Our results demonstrate the excellent accuracy of ultrasound B-mode liver left-lobe sagittal section contour segmentation using deep learning. And, classification of the liver surface roughness was relatively accurate. Additionally, the smaller short-axis diameter circumscribed ellipse from the contour of the liver’s left lobe appears to be associated with the progression of liver fibrosis.

4.1. Application of AI in Liver B-Mode Imaging

Previous reports have classified liver imaging sections based on liver and vessel shapes. Reported liver segmentation accuracy reached an IoU of 0.8557 [34], which our study has surpassed. Moreover, many studies have reported AI-based estimation of fatty liver from images depicting the liver and right kidney [35,36]. While manual segmentation has historically been used for liver tumor assessment in B-mode images, recent studies increasingly highlight AI-driven approaches for estimating the liver fibrosis stage [37].

4.2. Morphological Features and Liver Fibrosis Assessment

Numerous studies have extensively explored morphological features indicative of liver fibrosis using ultrasound [14,15,16,17,18,19]. Commonly cited indicators include irregularities on the surface of the left lobe, blunt hepatic margins, coarse parenchymal echoes, hepatic vein narrowing, splenomegaly, and caudate lobe enlargement. Diagnosing liver steatosis in B-mode images presents challenges due to increased brightness and homogeneity in parenchymal echoes. However, our previous research identified irregularities on the dorsal side of the left lobe’s surface, coarse parenchymal echoes, hepatic vein narrowing, and splenomegaly in cases of hepatic fibrosis [21]. We attempted automated fibrosis diagnosis by quantifying these observations, utilizing a high-frequency linear probe for AI-based hepatic parenchymal echo diagnosis, achieving approximately 70% diagnostic accuracy [26]. The choice of the liver’s left-lobe sagittal section allowed for the assessment of surface irregularities and blunt hepatic margins. While previous studies have explored fibrosis diagnosis through AI-assessed liver parenchyma [35], including our prior work, this study represents the first report of fibrosis diagnosis via AI-assessed liver morphology.

4.3. Discussion of Features of Image Analysis and Liver Fibrosis

Solidity, indicating target irregularity, was initially assumed to decrease in cirrhosis. However, our results revealed no discernible association with liver fibrosis stage. Similarly, the lack of correlation observed in Circularity and Aspect ratio could be attributed to the sagittal cross-sectional liver image’s inherent dissimilarity to a circular shape, yielding lower values even in a non-fibrotic liver. Notably, our findings suggest atrophy in the left lobe, potentially indicating progressive cirrhosis. Further advancement into cirrhosis could lead to whole liver atrophy, possibly captured in our study.

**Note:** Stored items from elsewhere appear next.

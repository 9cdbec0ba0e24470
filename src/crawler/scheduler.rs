//! Scheduler for running crawl cycles across sources
//!
//! This module handles:
//! - One task per source, so a failing source never stops the others
//! - Global concurrency limiting via a semaphore
//! - Recording every cycle, completed or failed, in the cycle log

use crate::crawler::coordinator::{Coordinator, CrawlContext, CycleReport};
use crate::source::SourceDescriptor;
use crate::storage::{CycleLog, CycleRecord, CycleStatus};
use chrono::{DateTime, Utc};
use std::collections::BTreeSet;
use std::sync::Arc;
use tokio::sync::Semaphore;
use tokio::task::JoinSet;
use tracing::{error, info, warn};

/// How one source's cycle ended
#[derive(Debug, Clone, PartialEq)]
pub enum SourceOutcome {
    Completed(CycleReport),
    Failed { source: String, error: String },
}

impl SourceOutcome {
    pub fn source(&self) -> &str {
        match self {
            Self::Completed(report) => &report.source,
            Self::Failed { source, .. } => source,
        }
    }
}

/// Outcomes of every source of one run, sorted by source name
#[derive(Debug, Clone, Default, PartialEq)]
pub struct SchedulerReport {
    pub outcomes: Vec<SourceOutcome>,
}

impl SchedulerReport {
    pub fn completed(&self) -> impl Iterator<Item = &CycleReport> {
        self.outcomes.iter().filter_map(|o| match o {
            SourceOutcome::Completed(report) => Some(report),
            SourceOutcome::Failed { .. } => None,
        })
    }

    pub fn failed_sources(&self) -> Vec<&str> {
        self.outcomes
            .iter()
            .filter(|o| matches!(o, SourceOutcome::Failed { .. }))
            .map(SourceOutcome::source)
            .collect()
    }

    pub fn total_exported(&self) -> u32 {
        self.completed().map(|r| r.exported).sum()
    }

    pub fn total_errors(&self) -> u32 {
        self.completed().map(|r| r.errors).sum()
    }
}

/// Runs one crawl cycle per source concurrently
///
/// Each source gets its own tokio task. An error or a panic inside a task
/// is recorded as that source's failure; the other tasks keep running.
pub struct Scheduler {
    context: CrawlContext,
    semaphore: Arc<Semaphore>,
    cycle_log: Option<Arc<dyn CycleLog>>,
    config_hash: String,
}

impl Scheduler {
    /// Creates a scheduler running at most `max_concurrent` cycles at once
    pub fn new(context: CrawlContext, max_concurrent: usize) -> Self {
        Self {
            context,
            semaphore: Arc::new(Semaphore::new(max_concurrent.max(1))),
            cycle_log: None,
            config_hash: String::new(),
        }
    }

    /// Records every finished cycle in `log`, tagged with `config_hash`
    pub fn with_cycle_log(mut self, log: Arc<dyn CycleLog>, config_hash: &str) -> Self {
        self.cycle_log = Some(log);
        self.config_hash = config_hash.to_string();
        self
    }

    /// Runs one cycle for each source and waits for all of them
    ///
    /// # Arguments
    ///
    /// * `sources` - The sources to crawl
    ///
    /// # Returns
    ///
    /// One outcome per source, whatever happened to the others.
    pub async fn run(&self, sources: Vec<Arc<dyn SourceDescriptor>>) -> SchedulerReport {
        let run_started = Utc::now();
        let mut pending: BTreeSet<String> = BTreeSet::new();
        let mut tasks = JoinSet::new();

        for source in sources {
            let name = source.name().to_string();
            if !pending.insert(name.clone()) {
                warn!("Source {} listed twice, crawling it once", name);
                continue;
            }

            let semaphore = Arc::clone(&self.semaphore);
            let coordinator = Coordinator::new(source, self.context.clone());
            tasks.spawn(async move {
                let started_at = Utc::now();
                let result = match semaphore.acquire_owned().await {
                    Ok(_permit) => coordinator.run_cycle().await.map_err(|e| e.to_string()),
                    Err(e) => Err(format!("scheduler closed: {}", e)),
                };
                (name, started_at, result)
            });
        }

        info!("Scheduled {} source cycles", pending.len());

        let mut outcomes = Vec::new();
        while let Some(joined) = tasks.join_next().await {
            match joined {
                Ok((name, started_at, result)) => {
                    pending.remove(&name);
                    let outcome = match result {
                        Ok(report) => SourceOutcome::Completed(report),
                        Err(error) => {
                            error!("Cycle for {} failed: {}", name, error);
                            SourceOutcome::Failed {
                                source: name,
                                error,
                            }
                        }
                    };
                    self.record(&outcome, started_at);
                    outcomes.push(outcome);
                }
                Err(e) => {
                    // The task's name is recovered from `pending` below
                    error!("Source task aborted: {}", e);
                }
            }
        }

        for name in pending {
            let outcome = SourceOutcome::Failed {
                source: name,
                error: "task panicked".to_string(),
            };
            self.record(&outcome, run_started);
            outcomes.push(outcome);
        }

        outcomes.sort_by(|a, b| a.source().cmp(b.source()));
        SchedulerReport { outcomes }
    }

    fn record(&self, outcome: &SourceOutcome, started_at: DateTime<Utc>) {
        let Some(log) = &self.cycle_log else {
            return;
        };

        let record = match outcome {
            SourceOutcome::Completed(report) => CycleRecord {
                source: report.source.clone(),
                started_at: report.started_at,
                finished_at: report.finished_at,
                status: CycleStatus::Completed,
                pages_visited: report.pages_visited,
                new_items: report.new_items,
                exported: report.exported,
                expired: report.expired,
                errors: report.errors,
                config_hash: self.config_hash.clone(),
            },
            SourceOutcome::Failed { source, .. } => CycleRecord {
                source: source.clone(),
                started_at,
                finished_at: Utc::now(),
                status: CycleStatus::Failed,
                pages_visited: 0,
                new_items: 0,
                exported: 0,
                expired: 0,
                errors: 1,
                config_hash: self.config_hash.clone(),
            },
        };

        if let Err(e) = log.record_cycle(&record) {
            warn!("Failed to record cycle for {}: {}", record.source, e);
        }
    }
}

#[cfg(test)]
mod tests {
    use super::*;
    use crate::crawler::fetcher::{DocumentFetcher, FetchResult};
    use crate::record::ListingItem;
    use crate::source::{FieldSpec, Schema};
    use crate::state::CrawlState;
    use crate::storage::{HarvestQuery, MemoryStore, StateStore, StorageError, StorageResult};
    use async_trait::async_trait;
    use std::collections::HashSet;
    use std::time::Duration;

    /// A source with a single listing page at `https://{name}.test/`
    struct StubSource {
        name: String,
        urls: Vec<String>,
        listing: Schema,
        detail: Schema,
        panics: bool,
    }

    impl StubSource {
        fn new(name: &str) -> Self {
            Self {
                name: name.to_string(),
                urls: vec![format!("https://{}.test/", name)],
                listing: Schema::new("stub-listing", "li")
                    .field(FieldSpec::attribute("url", "a", "href"))
                    .with_url_field("url"),
                detail: Schema::new("stub-detail", "article").field(FieldSpec::text("title", "h1")),
                panics: false,
            }
        }

        fn panicking(name: &str) -> Self {
            Self {
                panics: true,
                ..Self::new(name)
            }
        }
    }

    impl SourceDescriptor for StubSource {
        fn name(&self) -> &str {
            &self.name
        }

        fn listing_urls(&self) -> &[String] {
            &self.urls
        }

        fn listing_schema(&self) -> &Schema {
            &self.listing
        }

        fn detail_schema(&self) -> &Schema {
            &self.detail
        }

        fn unique_id(&self, item: &ListingItem) -> Option<String> {
            if self.panics {
                panic!("broken source plugin");
            }
            item.detail_url.clone()
        }
    }

    /// Serves one listing with one offer for every host
    struct StubFetcher;

    #[async_trait]
    impl DocumentFetcher for StubFetcher {
        async fn fetch(&self, url: &str, _timeout: Duration) -> FetchResult {
            let body = if url.ends_with("/offre") {
                "<article><h1>Comptable</h1></article>".to_string()
            } else {
                r#"<ul><li><a href="/offre">Comptable</a></li></ul>"#.to_string()
            };
            FetchResult::Success {
                final_url: url.to_string(),
                status_code: 200,
                body,
            }
        }
    }

    /// State store whose merge fails for one source
    struct FailingMerge {
        inner: MemoryStore,
        failing: String,
    }

    impl StateStore for FailingMerge {
        fn load_state(&self, source: &str) -> StorageResult<CrawlState> {
            self.inner.load_state(source)
        }

        fn merge_state(
            &self,
            source: &str,
            new_ids: &HashSet<String>,
            cycle_started: DateTime<Utc>,
        ) -> StorageResult<()> {
            if source == self.failing {
                return Err(StorageError::Database("disk full".to_string()));
            }
            self.inner.merge_state(source, new_ids, cycle_started)
        }

        fn reset_state(&self, source: &str) -> StorageResult<()> {
            self.inner.reset_state(source)
        }
    }

    fn context(store: Arc<MemoryStore>) -> CrawlContext {
        CrawlContext::new(Arc::new(StubFetcher), store.clone(), store)
    }

    #[tokio::test]
    async fn test_all_sources_complete() {
        let store = Arc::new(MemoryStore::new());
        let scheduler =
            Scheduler::new(context(store.clone()), 2).with_cycle_log(store.clone(), "abc123");

        let sources: Vec<Arc<dyn SourceDescriptor>> = vec![
            Arc::new(StubSource::new("alpha")),
            Arc::new(StubSource::new("beta")),
            Arc::new(StubSource::new("gamma")),
        ];
        let report = scheduler.run(sources).await;

        assert_eq!(report.outcomes.len(), 3);
        assert!(report.failed_sources().is_empty());
        assert_eq!(report.total_exported(), 3);
        assert_eq!(store.count_offers().unwrap(), 3);

        let cycles = store.cycles();
        assert_eq!(cycles.len(), 3);
        assert!(cycles.iter().all(|c| c.status == CycleStatus::Completed));
        assert!(cycles.iter().all(|c| c.config_hash == "abc123"));
    }

    #[tokio::test]
    async fn test_panicking_source_is_isolated() {
        let store = Arc::new(MemoryStore::new());
        let scheduler = Scheduler::new(context(store.clone()), 4).with_cycle_log(store.clone(), "h");

        let sources: Vec<Arc<dyn SourceDescriptor>> = vec![
            Arc::new(StubSource::new("alpha")),
            Arc::new(StubSource::panicking("broken")),
        ];
        let report = scheduler.run(sources).await;

        assert_eq!(report.failed_sources(), vec!["broken"]);
        assert_eq!(report.total_exported(), 1);
        assert!(store.load_state("alpha").unwrap().has_seen("https://alpha.test/offre"));

        let failed: Vec<_> = store
            .cycles()
            .into_iter()
            .filter(|c| c.status == CycleStatus::Failed)
            .collect();
        assert_eq!(failed.len(), 1);
        assert_eq!(failed[0].source, "broken");
    }

    #[tokio::test]
    async fn test_state_persist_failure_fails_only_that_source() {
        let store = Arc::new(MemoryStore::new());
        let states = Arc::new(FailingMerge {
            inner: MemoryStore::new(),
            failing: "beta".to_string(),
        });
        let context = CrawlContext::new(Arc::new(StubFetcher), states.clone(), store.clone());
        let scheduler = Scheduler::new(context, 1);

        let sources: Vec<Arc<dyn SourceDescriptor>> = vec![
            Arc::new(StubSource::new("alpha")),
            Arc::new(StubSource::new("beta")),
        ];
        let report = scheduler.run(sources).await;

        assert_eq!(report.failed_sources(), vec!["beta"]);
        assert!(states.load_state("alpha").unwrap().has_seen("https://alpha.test/offre"));
        assert_eq!(states.load_state("beta").unwrap(), CrawlState::new());
    }

    #[tokio::test]
    async fn test_duplicate_sources_run_once() {
        let store = Arc::new(MemoryStore::new());
        let scheduler = Scheduler::new(context(store.clone()), 2);

        let sources: Vec<Arc<dyn SourceDescriptor>> = vec![
            Arc::new(StubSource::new("alpha")),
            Arc::new(StubSource::new("alpha")),
        ];
        let report = scheduler.run(sources).await;

        assert_eq!(report.outcomes.len(), 1);
    }
}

4.4. Diagnosis of Liver Steatosis and Cirrhosis in Ultrasound Images Using Artificial Intelligence and Image Analysis

Numerous computer-assisted studies have been conducted to diagnose fatty liver from ultrasound B-mode images, as well as to differentiate between normal liver, fatty liver, and cirrhosis [27,38,39]. These studies primarily employ image analysis techniques that examine the speckle patterns of the liver parenchyma. Artificial intelligence (AI) has also been explored in this field for some time, initially through the use of neural networks and more recently through deep learning approaches [40]. One significant issue with these studies is the lack of standardized cross-sectional images, with the region of interest (ROI) often being manually selected to avoid blood vessels [27,41]. Furthermore, in AI-based studies, the reasoning behind the decision-making process is unclear, leaving it uncertain whether AI is actually analyzing the liver parenchyma’s speckle pattern. The manual selection of the ROI also introduces potential human bias.
In the present study, we aimed to eliminate such biases by implementing automatic segmentation. Analyzing the shape of the liver represents a novel approach, as, to the best of our knowledge, this perspective has not been explored in previous studies. By consistently capturing images of the same cross-sectional area of the liver, following the methodology outlined in the Manual for abdominal ultrasound in cancer screening and health checkups [23], we were able to conduct this study.
The accuracy in this study, however, was relatively not so high (Table 4). Only two parameters (MinFeret and Minor) showed a significant correlation between image analysis and pathology, in contrast to the more than 90% accuracy reported in previous studies. Earlier studies typically classified the liver into two categories (normal liver and fatty liver) or three categories (normal liver, fatty liver, and cirrhosis). Diagnosing the progression of hepatic fibrosis in fatty liver is particularly challenging due to the homogeneity of the liver parenchyma. Given the clinical importance of diagnosing fibrosis in fatty liver and our previous findings indicating that the liver’s posterior surface is uneven, we sought to apply AI and image analysis in this study to assess surface irregularities and shape alterations in the liver contour.

4.5. Limitations

The primary limitation of this study is the relatively small sample size for deep learning analysis. Strategies to address this, beyond merely increasing the number of sample images, such as utilizing videos or data augmentation, carry a risk of overfitting. Second, the annotation of the liver contour was performed with hand-drawing. Even if the outline was drawn very carefully, the accuracy of the annotation has limitations, because gas in the stomach or lymph node partially obscures the dorsal side of the liver. And, as annotations made by more than two individuals have more reliability, the robustness of the findings of this study are limited. Additionally, the limited number of image analysis features used may overlook other potentially useful parameters that could be crucial for fibrosis diagnosis.

4.6. Future Prospects

We aim to leverage the insights from our study to enhance liver fibrosis diagnosis through artificial intelligence, with a focus on sagittal section contours of the left liver lobe. The spleen size and narrowing of the hepatic vein might be useful to predict the hepatic fibrosis stage, and these data can be classified with image analysis or artificial intelligence. Then, by integrating these parameters, we believe that liver fibrosis stage can be predicted with high precision. The next step is to apply this approach to pathologically proven MASLD cases and verify its performance in predicting fibrosis stages.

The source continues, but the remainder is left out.